We have a print shop next door to our shop...there's something so nostalgic about it. I love collecting stamps...I LOVE post crossing...
I actually DO love Cinderella stamps (never knew that's what they were called...interesting).
:)
What a fabulous day learning about the history of printing and printing on a letterpress. My printing connection is double fold. My father and his father (my grandfather) were both printers, but not letterpress! My father-in-law was also a printer. Fast forward up to 2020. I have had the privilege of learning how to use an 18th century replica letterpress. It was part of our library’s (I am a librarian) special collections, but now resides in the university’s art department. The current special collections librarian is retiring in 10 months, and teaching me is a way to pass o the legacy.
This story has inspired me to create our own stamps!
I remember learning about these machines in History last year (6th grade). I feel that the next thing you can print is an inland letter card!
Nowadays, printing is so easy. If we ccould somehow visit the olden times, we could understand the difficulties of printing.
Try printing an official Postcrossing postcard next.
Wonderful story
Wonderful! Thanks for sharing :) I'm pretty young to remember things like this, when I grew up, everything was being digitalized and people stopped communicating via postal mail. (they could do it through e-mail or phone)
But I think postal mail and postcards have some magic in them, that's why I love postcrossing.
My brother worked at a print shop. It was different as they printed materials for the blind using Braille. Maybe the team can visit a small post office that has only one or two people working in it. When can they come to Japan?
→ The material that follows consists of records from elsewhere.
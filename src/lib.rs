// パス: src/lib.rs
// 役割: Crate root of the replkit REPL engine (aliases, history recall, meta-commands, batch files)
// 意図: Let host programs embed the engine by supplying only an Interpreter
// 関連ファイル: src/repl/mod.rs, src/errors.rs, src/interpreter.rs
//! replkit ルートモジュール
//!
//! 目的:
//! - 任意のインタプリタを差し込める汎用 REPL エンジンを提供する。
//! - 履歴呼び出し（`!N`）・エイリアス（`@name`）・メタコマンド・バッチファイルを備える。
//!
//! 方針:
//! - コメント/ドキュメントは日本語、識別子は英語。
//! - セッション状態はすべて `ReplSession` が所有し、グローバル状態は持たない。
//! - ログは `tracing` で出し、サブスクライバの登録はバイナリ側に任せる。
//!
//! # Examples
//! ```
//! use replkit::{ReplConfig, ReplSession};
//! use std::io::Write;
//!
//! let interp = |line: &str, out: &mut dyn Write| -> Result<(), replkit::InterpreterError> {
//!     writeln!(out, "= {}", line.len())?;
//!     Ok(())
//! };
//! let mut session = ReplSession::new(ReplConfig::default(), interp)
//!     .with_output(std::io::sink(), std::io::sink());
//! session.process_line(".alias @greet = hello world").unwrap();
//! session.process_line("@greet").unwrap();
//! assert_eq!(session.history().get(2), Some("hello world"));
//! ```

pub mod alias;
pub mod cli;
pub mod complete;
pub mod config;
pub mod errors;
pub mod expand;
pub mod history;
pub mod interpreter;
pub mod logging;
pub mod repl;

pub use crate::alias::AliasStore;
pub use crate::config::ReplConfig;
pub use crate::errors::{InterpreterError, LineError, ReplError, ReplResult};
pub use crate::history::HistoryLog;
pub use crate::interpreter::{EchoInterpreter, Interpreter};
pub use crate::repl::{CommandSet, Flow, FnCommand, MetaCommand, ReplSession};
Thank you for sharing. It was really fun to learn something new about letterpress machine during digitalized era. I hope I can visit there someday
So awesome! My printing press memory is from when I was a Girl Scout. We toured the Cleveland Press building. The Cleveland Press was the afternoon newspaper in Cleveland, Ohio. We saw the entire process involved in creating the newspaper. Unfortunately, the newspaper went out of business in 1982. The building is now owned and occupied by a law firm. So many of the abilities for these skilled trades are being lost. Museums such as this are a treasure. This article creates a new memory of the talent, creativity and skill needed to produce printed material not so long ago. While I’d love to win one of those special stamp sheets, I know everyone can’t be a winner. How about creating a limited edition set of postcards of the little mail carriers taking this tour and creating their special stamp sheet? Postcrossers could purchase the set of cards with proceeds being donated to the museum. Thanks for a fascinating tour and article.
That was a fascinating article. I would love a sheet of stamps. They are so cute and unique. About 25 years ago we went on a tour of the local newspaper and got to see all the printing presses and machinery, which took up almost an entire floor of the building. My sister later got a job there as a graphic artist but by that time most of the printing had become digital. She now works for a small graphic design company and getting to see all the fancy large-scale printers they have there reminds me how far printing has advanced just within my lifetime.
This was such a fun read! I went to visit Hatch Show Print in Nashville, Tennessee (USA) a few summers ago. They're a legendary design shop known for their woodblock printed posters and advertisements. It was one of the coolest learning experiences I've done. You should consider a vintage poster design for future prints :)
I have received lovely letterpress designed notecards over the years. Knowing these cards are made with care by hand, is special. Thanks for this interesting article.
This makes me so jealous and happy at the same time. Absolutely fascinating to know that there are still people who are passionate about such technologies!
Cool to see all this printing press machinery. I'd love to know about the transportation aspect of mail delivery. Love this site!❤️
What a lovely article! The pictures of the Little Mail Carriers made my day :)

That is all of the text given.